> TASK GOAL
I would like every record below transcribed exactly as it is.

--- DATA FOR REVIEW ---

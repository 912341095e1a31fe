use super::basics::{SCREEN_HEIGHT, SCREEN_WIDTH};
use std::fmt;

const ROW_BYTES: usize = SCREEN_WIDTH as usize / 8;
pub const DISPLAY_BYTES: usize = ROW_BYTES * SCREEN_HEIGHT as usize;

/// 64x32 monochrome bitmap, one bit per pixel, eight bytes per row.
/// The most significant bit of a byte is its leftmost pixel.
#[derive(Clone)]
pub struct Display {
    buffer: [u8; DISPLAY_BYTES],
}

impl Display {
    pub fn new() -> Display {
        Display {
            buffer: [0; DISPLAY_BYTES],
        }
    }

    pub fn clear(&mut self) {
        self.buffer = [0; DISPLAY_BYTES];
    }

    /// XORs a sprite into the buffer with its top-left pixel at (x, y).
    /// Rows and columns wrap around the screen edges. Returns whether any
    /// pixel that was set got cleared.
    pub fn write(&mut self, sprite: &[u8], x: u8, y: u8) -> bool {
        let x = x as usize % SCREEN_WIDTH as usize;
        let y = y as usize % SCREEN_HEIGHT as usize;
        let column = x / 8;
        let shift = x % 8;

        let mut collision = false;
        for (i, &byte) in sprite.iter().enumerate() {
            let row = (y + i) % SCREEN_HEIGHT as usize * ROW_BYTES;
            collision |= self.xor(row + column, byte >> shift);
            if shift != 0 {
                let wrapped = (column + 1) % ROW_BYTES;
                collision |= self.xor(row + wrapped, byte << (8 - shift));
            }
        }
        collision
    }

    fn xor(&mut self, index: usize, bits: u8) -> bool {
        let cell = &mut self.buffer[index];
        let collision = *cell & bits != 0;
        *cell ^= bits;
        collision
    }

    pub fn snapshot(&self) -> Frame {
        Frame(self.buffer)
    }
}

impl Default for Display {
    fn default() -> Self {
        Display::new()
    }
}

/// Immutable copy of the display buffer.
#[derive(PartialEq, Eq, Clone, Copy)]
pub struct Frame(pub [u8; DISPLAY_BYTES]);

impl Frame {
    pub fn pixel(&self, x: u8, y: u8) -> bool {
        let x = x as usize % SCREEN_WIDTH as usize;
        let y = y as usize % SCREEN_HEIGHT as usize;
        self.0[y * ROW_BYTES + x / 8] & (0x80 >> (x % 8)) != 0
    }

    pub fn is_blank(&self) -> bool {
        self.0.iter().all(|b| *b == 0)
    }

    pub fn as_bytes(&self) -> &[u8] {
        &self.0
    }
}

impl fmt::Debug for Frame {
    fn fmt(&self, f: &mut fmt::Formatter<'_>) -> fmt::Result {
        write!(f, "Frame(\n{})", self)
    }
}

/// ASCII art, `@` for a lit pixel, one text line per row.
impl fmt::Display for Frame {
    fn fmt(&self, f: &mut fmt::Formatter<'_>) -> fmt::Result {
        for y in 0..SCREEN_HEIGHT {
            for x in 0..SCREEN_WIDTH {
                f.write_str(if self.pixel(x, y) { "@" } else { " " })?;
            }
            if y + 1 < SCREEN_HEIGHT {
                f.write_str("\n")?;
            }
        }
        Ok(())
    }
}
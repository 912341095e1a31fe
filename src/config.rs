use std::time::Duration;

const INSTRUCTION_INTERVAL: Duration = Duration::from_millis(2);
const TIMER_INTERVAL: Duration = Duration::from_micros(16667);

/// Which registers `LD [I], Vx` and `LD Vx, [I]` transfer.
#[derive(PartialEq, Eq, Clone, Copy, Debug)]
pub enum BulkTransfer {
    /// Always V0 through VF, whatever x is encoded.
    AllRegisters,
    /// V0 through Vx inclusive.
    ThroughX,
}

impl Default for BulkTransfer {
    fn default() -> Self {
        BulkTransfer::AllRegisters
    }
}

/// Behaviours that differ between interpreters.
#[derive(PartialEq, Eq, Clone, Copy, Debug, Default)]
pub struct Quirks {
    pub bulk_transfer: BulkTransfer,
}

/// Runtime settings of a virtual machine.
#[derive(PartialEq, Eq, Clone, Debug)]
pub struct Config {
    /// Pause between two instructions while running. Zero runs unpaced.
    pub instruction_interval: Duration,
    /// Period of the delay and sound timers.
    pub timer_interval: Duration,
    pub quirks: Quirks,
    /// Seed for the random byte source, `None` seeds from entropy.
    pub rng_seed: Option<u64>,
}

impl Default for Config {
    fn default() -> Self {
        Config {
            instruction_interval: INSTRUCTION_INTERVAL,
            timer_interval: TIMER_INTERVAL,
            quirks: Quirks::default(),
            rng_seed: None,
        }
    }
}

impl Config {
    pub fn with_instruction_interval(mut self, interval: Duration) -> Self {
        self.instruction_interval = interval;
        self
    }

    /// Sets the instruction pacing from a frequency in Hz. Zero runs unpaced.
    pub fn with_instruction_hz(self, hz: u32) -> Self {
        let interval = if hz == 0 {
            Duration::from_secs(0)
        } else {
            Duration::from_nanos(1_000_000_000 / hz as u64)
        };
        self.with_instruction_interval(interval)
    }

    pub fn with_timer_interval(mut self, interval: Duration) -> Self {
        self.timer_interval = interval;
        self
    }

    pub fn with_bulk_transfer(mut self, bulk_transfer: BulkTransfer) -> Self {
        self.quirks.bulk_transfer = bulk_transfer;
        self
    }

    pub fn with_rng_seed(mut self, seed: u64) -> Self {
        self.rng_seed = Some(seed);
        self
    }
}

---

> RESULT FOR THIS TASK
repository 912341095e1a31fe
use super::basics::{SCREEN_HEIGHT, SCREEN_WIDTH};
use std::fmt;

const ROW_BYTES: usize = SCREEN_WIDTH as usize / 8;
pub const DISPLAY_BYTES: usize = ROW_BYTES * SCREEN_HEIGHT as usize;

/// 64x32 monochrome bitmap, one bit per pixel, eight bytes per row.
/// The most significant bit of a byte is its leftmost pixel.
#[derive(Clone)]
pub struct Display {
    buffer: [u8; DISPLAY_BYTES],
}

impl Display {
    pub fn new() -> Display {
        Display {
            buffer: [0; DISPLAY_BYTES],
        }
    }

    pub fn clear(&mut self) {
        self.buffer = [0; DISPLAY_BYTES];
    }

    /// XORs a sprite into the buffer with its top-left pixel at (x, y).
    /// Rows and columns wrap around the screen edges. Returns whether any
    /// pixel that was set got cleared.
    pub fn write(&mut self, sprite: &[u8], x: u8, y: u8) -> bool {
        let x = x as usize % SCREEN_WIDTH as usize;
        let y = y as usize % SCREEN_HEIGHT as usize;
        let column = x / 8;
        let shift = x % 8;

        let mut collision = false;
        for (i, &byte) in sprite.iter().enumerate() {
            let row = (y + i) % SCREEN_HEIGHT as usize * ROW_BYTES;
            collision |= self.xor(row + column, byte >> shift);
            if shift != 0 {
                let wrapped = (column + 1) % ROW_BYTES;
                collision |= self.xor(row + wrapped, byte << (8 - shift));
            }
        }
        collision
    }

    fn xor(&mut self, index: usize, bits: u8) -> bool {
        let cell = &mut self.buffer[index];
        let collision = *cell & bits != 0;
        *cell ^= bits;
        collision
    }

    pub fn snapshot(&self) -> Frame {
        Frame(self.buffer)
    }
}

impl Default for Display {
    fn default() -> Self {
        Display::new()
    }
}

/// Immutable copy of the display buffer.
#[derive(PartialEq, Eq, Clone, Copy)]
pub struct Frame(pub [u8; DISPLAY_BYTES]);

impl Frame {
    pub fn pixel(&self, x: u8, y: u8) -> bool {
        let x = x as usize % SCREEN_WIDTH as usize;
        let y = y as usize % SCREEN_HEIGHT as usize;
        self.0[y * ROW_BYTES + x / 8] & (0x80 >> (x % 8)) != 0
    }

    pub fn is_blank(&self) -> bool {
        self.0.iter().all(|b| *b == 0)
    }

    pub fn as_bytes(&self) -> &[u8] {
        &self.0
    }
}

impl fmt::Debug for Frame {
    fn fmt(&self, f: &mut fmt::Formatter<'_>) -> fmt::Result {
        write!(f, "Frame(\n{})", self)
    }
}

/// ASCII art, `@` for a lit pixel, one text line per row.
impl fmt::Display for Frame {
    fn fmt(&self, f: &mut fmt::Formatter<'_>) -> fmt::Result {
        for y in 0..SCREEN_HEIGHT {
            for x in 0..SCREEN_WIDTH {
                f.write_str(if self.pixel(x, y) { "@" } else { " " })?;
            }
            if y + 1 < SCREEN_HEIGHT {
                f.write_str("\n")?;
            }
        }
        Ok(())
    }
}
repository 912341095e1a31fe
filename src/config.rs
use std::time::Duration;

const INSTRUCTION_INTERVAL: Duration = Duration::from_millis(2);
const TIMER_INTERVAL: Duration = Duration::from_micros(16667);

/// Which registers `LD [I], Vx` and `LD Vx, [I]` transfer.
#[derive(PartialEq, Eq, Clone, Copy, Debug)]
pub enum BulkTransfer {
    /// Always V0 through VF, whatever x is encoded.
    AllRegisters,
    /// V0 through Vx inclusive.
    ThroughX,
}

impl Default for BulkTransfer {
    fn default() -> Self {
        BulkTransfer::AllRegisters
    }
}

/// Behaviours that differ between interpreters.
#[derive(PartialEq, Eq, Clone, Copy, Debug, Default)]
pub struct Quirks {
    pub bulk_transfer: BulkTransfer,
}

/// Runtime settings of a virtual machine.
#[derive(PartialEq, Eq, Clone, Debug)]
pub struct Config {
    /// Pause between two instructions while running. Zero runs unpaced.
    pub instruction_interval: Duration,
    /// Period of the delay and sound timers.
    pub timer_interval: Duration,
    pub quirks: Quirks,
    /// Seed for the random byte source, `None` seeds from entropy.
    pub rng_seed: Option<u64>,
}

impl Default for Config {
    fn default() -> Self {
        Config {
            instruction_interval: INSTRUCTION_INTERVAL,
            timer_interval: TIMER_INTERVAL,
            quirks: Quirks::default(),
            rng_seed: None,
        }
    }
}

impl Config {
    pub fn with_instruction_interval(mut self, interval: Duration) -> Self {
        self.instruction_interval = interval;
        self
    }

    /// Sets the instruction pacing from a frequency in Hz. Zero runs unpaced.
    pub fn with_instruction_hz(self, hz: u32) -> Self {
        let interval = if hz == 0 {
            Duration::from_secs(0)
        } else {
            Duration::from_nanos(1_000_000_000 / hz as u64)
        };
        self.with_instruction_interval(interval)
    }

    pub fn with_timer_interval(mut self, interval: Duration) -> Self {
        self.timer_interval = interval;
        self
    }

    pub fn with_bulk_transfer(mut self, bulk_transfer: BulkTransfer) -> Self {
        self.quirks.bulk_transfer = bulk_transfer;
        self
    }

    pub fn with_rng_seed(mut self, seed: u64) -> Self {
        self.rng_seed = Some(seed);
        self
    }
}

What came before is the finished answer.